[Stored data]
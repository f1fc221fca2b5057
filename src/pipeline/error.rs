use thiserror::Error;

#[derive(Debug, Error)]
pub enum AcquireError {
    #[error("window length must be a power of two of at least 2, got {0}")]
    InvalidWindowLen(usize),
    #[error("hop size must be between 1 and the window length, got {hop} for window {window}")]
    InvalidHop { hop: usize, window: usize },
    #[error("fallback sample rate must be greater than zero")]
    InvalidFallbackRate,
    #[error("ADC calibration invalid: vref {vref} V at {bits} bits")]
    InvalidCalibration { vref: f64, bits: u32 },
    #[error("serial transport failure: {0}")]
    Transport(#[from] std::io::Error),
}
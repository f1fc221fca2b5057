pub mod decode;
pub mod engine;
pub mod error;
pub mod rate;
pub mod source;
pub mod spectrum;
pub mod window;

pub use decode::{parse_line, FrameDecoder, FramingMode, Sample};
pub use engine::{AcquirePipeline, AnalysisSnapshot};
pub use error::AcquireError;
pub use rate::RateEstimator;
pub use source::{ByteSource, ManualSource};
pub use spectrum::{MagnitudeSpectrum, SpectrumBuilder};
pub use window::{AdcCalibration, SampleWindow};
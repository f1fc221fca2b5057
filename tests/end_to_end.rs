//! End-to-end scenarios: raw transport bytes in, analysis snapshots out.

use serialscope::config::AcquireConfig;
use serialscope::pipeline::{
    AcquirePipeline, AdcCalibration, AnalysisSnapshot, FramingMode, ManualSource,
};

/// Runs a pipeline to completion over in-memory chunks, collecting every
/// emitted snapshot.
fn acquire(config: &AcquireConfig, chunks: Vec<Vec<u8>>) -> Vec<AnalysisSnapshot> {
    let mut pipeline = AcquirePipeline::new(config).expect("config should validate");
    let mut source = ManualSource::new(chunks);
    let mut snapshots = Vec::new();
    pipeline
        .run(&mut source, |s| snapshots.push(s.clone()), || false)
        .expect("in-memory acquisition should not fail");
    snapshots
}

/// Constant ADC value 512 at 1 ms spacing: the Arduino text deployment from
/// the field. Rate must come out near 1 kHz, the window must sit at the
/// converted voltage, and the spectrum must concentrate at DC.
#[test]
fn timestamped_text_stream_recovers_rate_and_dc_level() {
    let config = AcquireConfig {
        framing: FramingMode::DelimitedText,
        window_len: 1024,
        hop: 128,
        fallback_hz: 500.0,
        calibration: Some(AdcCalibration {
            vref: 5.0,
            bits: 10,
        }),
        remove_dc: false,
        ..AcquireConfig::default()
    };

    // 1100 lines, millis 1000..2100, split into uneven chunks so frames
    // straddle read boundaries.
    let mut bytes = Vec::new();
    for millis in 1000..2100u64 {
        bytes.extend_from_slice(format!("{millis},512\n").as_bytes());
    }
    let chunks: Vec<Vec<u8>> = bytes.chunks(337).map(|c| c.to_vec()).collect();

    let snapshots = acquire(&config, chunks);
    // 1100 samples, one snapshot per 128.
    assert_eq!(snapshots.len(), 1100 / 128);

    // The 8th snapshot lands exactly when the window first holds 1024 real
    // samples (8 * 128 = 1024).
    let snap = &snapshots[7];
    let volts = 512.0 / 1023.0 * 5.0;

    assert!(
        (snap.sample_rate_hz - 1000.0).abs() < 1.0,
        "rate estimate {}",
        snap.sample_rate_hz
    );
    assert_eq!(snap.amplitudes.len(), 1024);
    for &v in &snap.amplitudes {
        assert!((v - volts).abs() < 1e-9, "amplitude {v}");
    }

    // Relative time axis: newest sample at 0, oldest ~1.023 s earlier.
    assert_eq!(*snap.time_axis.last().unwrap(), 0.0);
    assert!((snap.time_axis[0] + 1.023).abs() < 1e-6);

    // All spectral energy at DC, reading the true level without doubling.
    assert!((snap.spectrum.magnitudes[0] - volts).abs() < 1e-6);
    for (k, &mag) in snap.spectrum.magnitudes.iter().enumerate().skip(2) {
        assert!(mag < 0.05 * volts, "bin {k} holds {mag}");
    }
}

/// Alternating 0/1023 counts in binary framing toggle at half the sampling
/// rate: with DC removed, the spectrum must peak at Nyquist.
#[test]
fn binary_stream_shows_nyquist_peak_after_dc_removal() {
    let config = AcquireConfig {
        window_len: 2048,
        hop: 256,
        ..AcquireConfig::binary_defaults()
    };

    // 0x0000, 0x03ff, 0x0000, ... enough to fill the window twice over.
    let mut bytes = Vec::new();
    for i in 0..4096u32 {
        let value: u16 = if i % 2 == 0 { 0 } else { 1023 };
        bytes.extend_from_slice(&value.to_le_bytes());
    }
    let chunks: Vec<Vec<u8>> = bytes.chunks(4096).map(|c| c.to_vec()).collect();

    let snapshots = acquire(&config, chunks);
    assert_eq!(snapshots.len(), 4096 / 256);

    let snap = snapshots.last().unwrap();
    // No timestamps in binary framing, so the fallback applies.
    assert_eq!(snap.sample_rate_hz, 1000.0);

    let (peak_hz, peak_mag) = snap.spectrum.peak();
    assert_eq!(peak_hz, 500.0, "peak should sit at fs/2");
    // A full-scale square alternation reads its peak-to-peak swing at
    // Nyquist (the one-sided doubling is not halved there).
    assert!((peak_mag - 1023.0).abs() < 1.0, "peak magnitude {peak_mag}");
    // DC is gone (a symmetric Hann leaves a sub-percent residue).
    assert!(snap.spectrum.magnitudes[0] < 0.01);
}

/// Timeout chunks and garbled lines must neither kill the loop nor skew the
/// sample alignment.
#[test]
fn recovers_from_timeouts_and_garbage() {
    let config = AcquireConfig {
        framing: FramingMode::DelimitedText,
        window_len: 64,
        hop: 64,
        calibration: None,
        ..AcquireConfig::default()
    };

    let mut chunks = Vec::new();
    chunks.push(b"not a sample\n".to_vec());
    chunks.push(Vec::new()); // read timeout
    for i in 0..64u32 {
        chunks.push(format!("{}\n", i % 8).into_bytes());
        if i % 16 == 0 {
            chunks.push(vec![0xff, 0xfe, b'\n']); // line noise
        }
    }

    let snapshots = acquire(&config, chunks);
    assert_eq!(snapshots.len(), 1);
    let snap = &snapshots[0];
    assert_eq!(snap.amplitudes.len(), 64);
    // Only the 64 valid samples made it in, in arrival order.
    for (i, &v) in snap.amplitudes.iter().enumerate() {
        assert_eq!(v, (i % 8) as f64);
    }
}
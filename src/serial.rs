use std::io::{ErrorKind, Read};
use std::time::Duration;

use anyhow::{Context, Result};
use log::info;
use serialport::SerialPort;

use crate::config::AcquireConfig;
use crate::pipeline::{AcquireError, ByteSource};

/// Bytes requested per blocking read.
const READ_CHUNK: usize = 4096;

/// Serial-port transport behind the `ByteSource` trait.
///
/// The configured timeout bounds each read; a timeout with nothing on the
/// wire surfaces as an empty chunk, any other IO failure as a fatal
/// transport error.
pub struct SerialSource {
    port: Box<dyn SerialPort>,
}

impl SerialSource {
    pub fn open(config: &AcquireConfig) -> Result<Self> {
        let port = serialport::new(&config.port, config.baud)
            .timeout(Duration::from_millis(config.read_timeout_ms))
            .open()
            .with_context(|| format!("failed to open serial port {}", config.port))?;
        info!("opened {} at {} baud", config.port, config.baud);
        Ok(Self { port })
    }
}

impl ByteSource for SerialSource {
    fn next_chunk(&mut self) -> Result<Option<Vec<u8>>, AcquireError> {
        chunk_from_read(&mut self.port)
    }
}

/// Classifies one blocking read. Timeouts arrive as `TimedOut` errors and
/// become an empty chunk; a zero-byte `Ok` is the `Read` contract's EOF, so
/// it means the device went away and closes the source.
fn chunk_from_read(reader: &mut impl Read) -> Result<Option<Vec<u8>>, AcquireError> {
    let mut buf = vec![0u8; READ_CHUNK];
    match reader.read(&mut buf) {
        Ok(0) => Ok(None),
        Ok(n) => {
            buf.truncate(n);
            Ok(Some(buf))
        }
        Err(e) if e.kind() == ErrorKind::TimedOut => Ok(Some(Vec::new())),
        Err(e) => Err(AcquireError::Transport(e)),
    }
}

* * *

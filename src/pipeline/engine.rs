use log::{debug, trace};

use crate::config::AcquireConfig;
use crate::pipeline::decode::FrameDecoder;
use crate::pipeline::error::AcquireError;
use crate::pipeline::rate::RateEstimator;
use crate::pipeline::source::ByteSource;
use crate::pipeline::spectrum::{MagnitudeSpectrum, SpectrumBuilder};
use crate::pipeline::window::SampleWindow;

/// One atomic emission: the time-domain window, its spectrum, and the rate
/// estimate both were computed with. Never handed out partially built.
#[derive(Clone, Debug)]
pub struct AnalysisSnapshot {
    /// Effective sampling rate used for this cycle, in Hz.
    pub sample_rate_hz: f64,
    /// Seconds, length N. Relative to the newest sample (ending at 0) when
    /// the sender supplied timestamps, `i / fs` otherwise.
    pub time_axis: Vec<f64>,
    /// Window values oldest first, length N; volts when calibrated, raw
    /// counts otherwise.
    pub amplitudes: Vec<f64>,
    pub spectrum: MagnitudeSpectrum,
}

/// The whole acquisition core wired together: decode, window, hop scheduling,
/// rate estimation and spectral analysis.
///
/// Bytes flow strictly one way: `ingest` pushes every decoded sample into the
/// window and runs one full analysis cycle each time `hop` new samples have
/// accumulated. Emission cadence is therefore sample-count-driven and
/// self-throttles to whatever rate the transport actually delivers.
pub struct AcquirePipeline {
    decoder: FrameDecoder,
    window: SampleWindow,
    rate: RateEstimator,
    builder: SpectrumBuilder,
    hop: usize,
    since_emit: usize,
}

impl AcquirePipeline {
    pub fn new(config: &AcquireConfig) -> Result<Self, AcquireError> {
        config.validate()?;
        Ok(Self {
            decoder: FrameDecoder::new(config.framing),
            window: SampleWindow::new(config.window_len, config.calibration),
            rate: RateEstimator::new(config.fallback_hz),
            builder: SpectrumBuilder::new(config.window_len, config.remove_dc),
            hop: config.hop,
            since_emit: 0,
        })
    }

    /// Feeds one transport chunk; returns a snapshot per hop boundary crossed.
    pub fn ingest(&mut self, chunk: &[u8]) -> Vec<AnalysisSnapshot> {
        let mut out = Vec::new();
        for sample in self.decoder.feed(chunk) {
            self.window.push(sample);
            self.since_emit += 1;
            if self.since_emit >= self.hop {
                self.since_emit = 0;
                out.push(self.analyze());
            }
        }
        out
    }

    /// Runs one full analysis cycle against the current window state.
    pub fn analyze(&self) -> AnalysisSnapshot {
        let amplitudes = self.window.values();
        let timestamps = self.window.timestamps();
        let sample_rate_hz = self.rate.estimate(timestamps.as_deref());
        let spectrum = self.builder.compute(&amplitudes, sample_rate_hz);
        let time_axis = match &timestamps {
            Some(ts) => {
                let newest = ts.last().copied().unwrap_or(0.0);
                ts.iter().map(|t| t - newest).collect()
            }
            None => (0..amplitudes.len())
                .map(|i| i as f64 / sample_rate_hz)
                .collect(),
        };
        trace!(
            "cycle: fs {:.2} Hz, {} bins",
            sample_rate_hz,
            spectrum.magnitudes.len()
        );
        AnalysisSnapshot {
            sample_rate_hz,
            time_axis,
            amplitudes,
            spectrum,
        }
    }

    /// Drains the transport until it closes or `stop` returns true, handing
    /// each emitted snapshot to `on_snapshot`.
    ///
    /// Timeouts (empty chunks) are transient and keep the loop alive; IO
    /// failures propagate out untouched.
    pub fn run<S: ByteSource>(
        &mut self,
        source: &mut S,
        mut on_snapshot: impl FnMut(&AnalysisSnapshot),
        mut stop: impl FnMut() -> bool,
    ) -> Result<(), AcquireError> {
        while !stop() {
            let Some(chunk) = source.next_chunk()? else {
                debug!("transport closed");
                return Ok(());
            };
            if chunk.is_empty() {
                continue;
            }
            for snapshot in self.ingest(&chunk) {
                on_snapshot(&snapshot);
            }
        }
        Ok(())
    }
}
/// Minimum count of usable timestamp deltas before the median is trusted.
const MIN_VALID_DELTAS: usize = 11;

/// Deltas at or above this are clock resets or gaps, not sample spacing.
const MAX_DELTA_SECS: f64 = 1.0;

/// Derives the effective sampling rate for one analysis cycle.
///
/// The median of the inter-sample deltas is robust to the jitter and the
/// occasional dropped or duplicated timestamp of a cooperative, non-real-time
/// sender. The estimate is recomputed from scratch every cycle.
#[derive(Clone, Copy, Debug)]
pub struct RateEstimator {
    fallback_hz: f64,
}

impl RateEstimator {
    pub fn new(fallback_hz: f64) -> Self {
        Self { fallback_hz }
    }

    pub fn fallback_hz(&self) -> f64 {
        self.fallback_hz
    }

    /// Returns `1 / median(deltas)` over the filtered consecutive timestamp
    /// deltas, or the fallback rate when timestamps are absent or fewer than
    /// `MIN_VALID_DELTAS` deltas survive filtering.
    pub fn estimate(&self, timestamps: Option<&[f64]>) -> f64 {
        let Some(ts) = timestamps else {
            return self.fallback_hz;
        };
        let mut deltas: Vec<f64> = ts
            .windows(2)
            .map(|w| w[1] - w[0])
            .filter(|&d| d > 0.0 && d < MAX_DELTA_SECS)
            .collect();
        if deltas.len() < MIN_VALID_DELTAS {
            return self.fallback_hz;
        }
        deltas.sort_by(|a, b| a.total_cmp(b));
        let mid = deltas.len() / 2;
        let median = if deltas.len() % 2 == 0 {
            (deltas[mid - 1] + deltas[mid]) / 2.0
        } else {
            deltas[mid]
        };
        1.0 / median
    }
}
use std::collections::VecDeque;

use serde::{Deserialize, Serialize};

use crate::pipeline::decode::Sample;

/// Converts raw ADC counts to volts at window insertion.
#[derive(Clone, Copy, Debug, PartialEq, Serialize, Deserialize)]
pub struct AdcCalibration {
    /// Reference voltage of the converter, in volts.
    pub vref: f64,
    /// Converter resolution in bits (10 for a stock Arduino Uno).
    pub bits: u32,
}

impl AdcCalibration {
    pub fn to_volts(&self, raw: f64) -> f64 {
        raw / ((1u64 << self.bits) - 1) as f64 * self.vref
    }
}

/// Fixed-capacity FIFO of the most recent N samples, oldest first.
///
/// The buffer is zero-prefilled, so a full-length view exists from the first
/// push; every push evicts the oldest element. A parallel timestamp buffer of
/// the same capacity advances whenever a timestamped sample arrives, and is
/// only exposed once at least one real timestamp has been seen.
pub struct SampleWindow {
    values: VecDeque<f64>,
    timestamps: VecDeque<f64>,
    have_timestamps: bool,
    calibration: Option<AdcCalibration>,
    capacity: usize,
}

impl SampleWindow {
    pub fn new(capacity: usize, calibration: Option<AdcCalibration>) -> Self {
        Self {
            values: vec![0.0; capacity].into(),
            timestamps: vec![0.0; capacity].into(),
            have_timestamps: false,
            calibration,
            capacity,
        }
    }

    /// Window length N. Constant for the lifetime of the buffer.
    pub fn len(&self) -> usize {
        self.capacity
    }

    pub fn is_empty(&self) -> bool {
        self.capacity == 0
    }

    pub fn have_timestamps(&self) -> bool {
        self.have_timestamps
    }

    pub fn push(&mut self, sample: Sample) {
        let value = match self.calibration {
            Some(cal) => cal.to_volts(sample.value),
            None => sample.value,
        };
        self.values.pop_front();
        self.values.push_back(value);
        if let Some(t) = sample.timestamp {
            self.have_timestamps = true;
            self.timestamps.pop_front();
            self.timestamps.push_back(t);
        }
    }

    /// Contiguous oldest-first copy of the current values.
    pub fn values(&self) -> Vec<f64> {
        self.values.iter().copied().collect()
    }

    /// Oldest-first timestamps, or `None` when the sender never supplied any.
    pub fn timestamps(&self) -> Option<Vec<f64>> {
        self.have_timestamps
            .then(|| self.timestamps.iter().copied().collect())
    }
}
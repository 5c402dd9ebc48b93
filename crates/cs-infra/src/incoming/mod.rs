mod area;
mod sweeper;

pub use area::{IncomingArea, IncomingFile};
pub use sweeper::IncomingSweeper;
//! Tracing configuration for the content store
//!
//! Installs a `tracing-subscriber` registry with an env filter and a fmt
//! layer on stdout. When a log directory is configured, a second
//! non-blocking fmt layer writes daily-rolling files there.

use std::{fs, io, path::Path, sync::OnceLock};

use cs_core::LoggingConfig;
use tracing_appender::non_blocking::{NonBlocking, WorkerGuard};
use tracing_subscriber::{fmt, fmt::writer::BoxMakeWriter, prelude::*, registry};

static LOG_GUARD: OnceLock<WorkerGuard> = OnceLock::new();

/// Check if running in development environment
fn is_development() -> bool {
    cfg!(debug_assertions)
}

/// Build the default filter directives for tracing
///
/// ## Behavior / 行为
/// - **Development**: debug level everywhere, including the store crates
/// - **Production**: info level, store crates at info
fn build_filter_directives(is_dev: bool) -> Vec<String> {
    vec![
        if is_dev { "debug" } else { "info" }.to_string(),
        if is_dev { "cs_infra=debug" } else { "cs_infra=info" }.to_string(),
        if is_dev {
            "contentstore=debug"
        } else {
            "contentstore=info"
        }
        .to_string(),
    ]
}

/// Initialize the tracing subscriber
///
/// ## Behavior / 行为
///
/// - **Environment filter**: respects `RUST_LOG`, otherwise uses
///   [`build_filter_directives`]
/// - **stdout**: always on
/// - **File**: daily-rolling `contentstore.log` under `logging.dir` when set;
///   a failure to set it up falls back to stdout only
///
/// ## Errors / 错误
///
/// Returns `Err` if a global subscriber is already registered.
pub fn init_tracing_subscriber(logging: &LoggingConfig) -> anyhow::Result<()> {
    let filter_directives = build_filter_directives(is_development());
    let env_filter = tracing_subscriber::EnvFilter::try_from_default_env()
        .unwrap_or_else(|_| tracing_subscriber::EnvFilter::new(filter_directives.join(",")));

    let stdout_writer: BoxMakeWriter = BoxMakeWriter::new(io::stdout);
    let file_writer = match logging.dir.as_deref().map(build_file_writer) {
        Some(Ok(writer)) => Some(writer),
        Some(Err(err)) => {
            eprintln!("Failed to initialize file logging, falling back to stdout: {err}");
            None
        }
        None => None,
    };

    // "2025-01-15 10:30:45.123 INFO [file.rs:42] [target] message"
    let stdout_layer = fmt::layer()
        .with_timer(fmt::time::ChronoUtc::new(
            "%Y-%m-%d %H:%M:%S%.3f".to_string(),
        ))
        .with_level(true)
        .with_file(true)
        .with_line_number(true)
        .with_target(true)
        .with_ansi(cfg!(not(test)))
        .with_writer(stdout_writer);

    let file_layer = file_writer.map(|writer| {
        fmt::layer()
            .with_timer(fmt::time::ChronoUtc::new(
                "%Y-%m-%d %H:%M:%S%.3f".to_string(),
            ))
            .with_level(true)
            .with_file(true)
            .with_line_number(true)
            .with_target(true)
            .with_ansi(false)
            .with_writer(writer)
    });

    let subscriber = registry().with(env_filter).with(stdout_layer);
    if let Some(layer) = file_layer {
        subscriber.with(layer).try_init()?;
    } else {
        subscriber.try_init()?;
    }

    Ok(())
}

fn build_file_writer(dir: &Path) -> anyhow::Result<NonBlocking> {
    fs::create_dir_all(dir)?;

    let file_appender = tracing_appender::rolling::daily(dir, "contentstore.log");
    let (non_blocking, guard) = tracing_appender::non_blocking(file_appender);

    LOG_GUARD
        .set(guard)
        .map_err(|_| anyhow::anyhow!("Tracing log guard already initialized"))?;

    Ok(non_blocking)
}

==

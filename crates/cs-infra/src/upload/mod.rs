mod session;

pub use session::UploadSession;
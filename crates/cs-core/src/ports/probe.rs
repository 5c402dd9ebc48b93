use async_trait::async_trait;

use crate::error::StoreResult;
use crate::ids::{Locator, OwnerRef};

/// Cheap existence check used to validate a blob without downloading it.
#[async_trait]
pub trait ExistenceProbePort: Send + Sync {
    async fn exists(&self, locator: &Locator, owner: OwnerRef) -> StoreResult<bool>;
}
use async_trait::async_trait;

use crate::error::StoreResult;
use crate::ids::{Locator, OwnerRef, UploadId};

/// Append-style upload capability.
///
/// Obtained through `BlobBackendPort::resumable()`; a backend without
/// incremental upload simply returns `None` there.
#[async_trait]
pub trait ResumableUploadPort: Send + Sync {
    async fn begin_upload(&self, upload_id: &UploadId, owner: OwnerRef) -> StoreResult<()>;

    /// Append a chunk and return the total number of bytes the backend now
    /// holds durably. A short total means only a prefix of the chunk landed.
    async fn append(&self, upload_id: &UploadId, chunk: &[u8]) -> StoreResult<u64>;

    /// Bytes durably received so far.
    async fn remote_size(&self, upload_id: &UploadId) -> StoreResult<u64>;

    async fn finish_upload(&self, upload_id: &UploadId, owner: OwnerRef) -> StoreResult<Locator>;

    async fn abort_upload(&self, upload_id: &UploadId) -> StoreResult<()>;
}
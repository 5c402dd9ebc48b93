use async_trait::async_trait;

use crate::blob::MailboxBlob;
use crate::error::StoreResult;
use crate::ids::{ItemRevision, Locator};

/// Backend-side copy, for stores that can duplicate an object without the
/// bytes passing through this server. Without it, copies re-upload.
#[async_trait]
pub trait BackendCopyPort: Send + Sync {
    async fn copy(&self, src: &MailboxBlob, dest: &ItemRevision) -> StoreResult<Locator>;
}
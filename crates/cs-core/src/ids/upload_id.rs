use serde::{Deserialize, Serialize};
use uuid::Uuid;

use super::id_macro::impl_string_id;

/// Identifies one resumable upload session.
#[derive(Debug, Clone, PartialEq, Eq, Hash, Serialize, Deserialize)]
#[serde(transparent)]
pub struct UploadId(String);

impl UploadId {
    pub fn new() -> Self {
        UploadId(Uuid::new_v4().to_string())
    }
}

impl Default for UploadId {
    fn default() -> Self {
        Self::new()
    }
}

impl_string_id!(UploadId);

**Task statement:**
Among the lines of the data, some may contain the string "estimate"; report how many, and nothing more.

**Written reply:**
5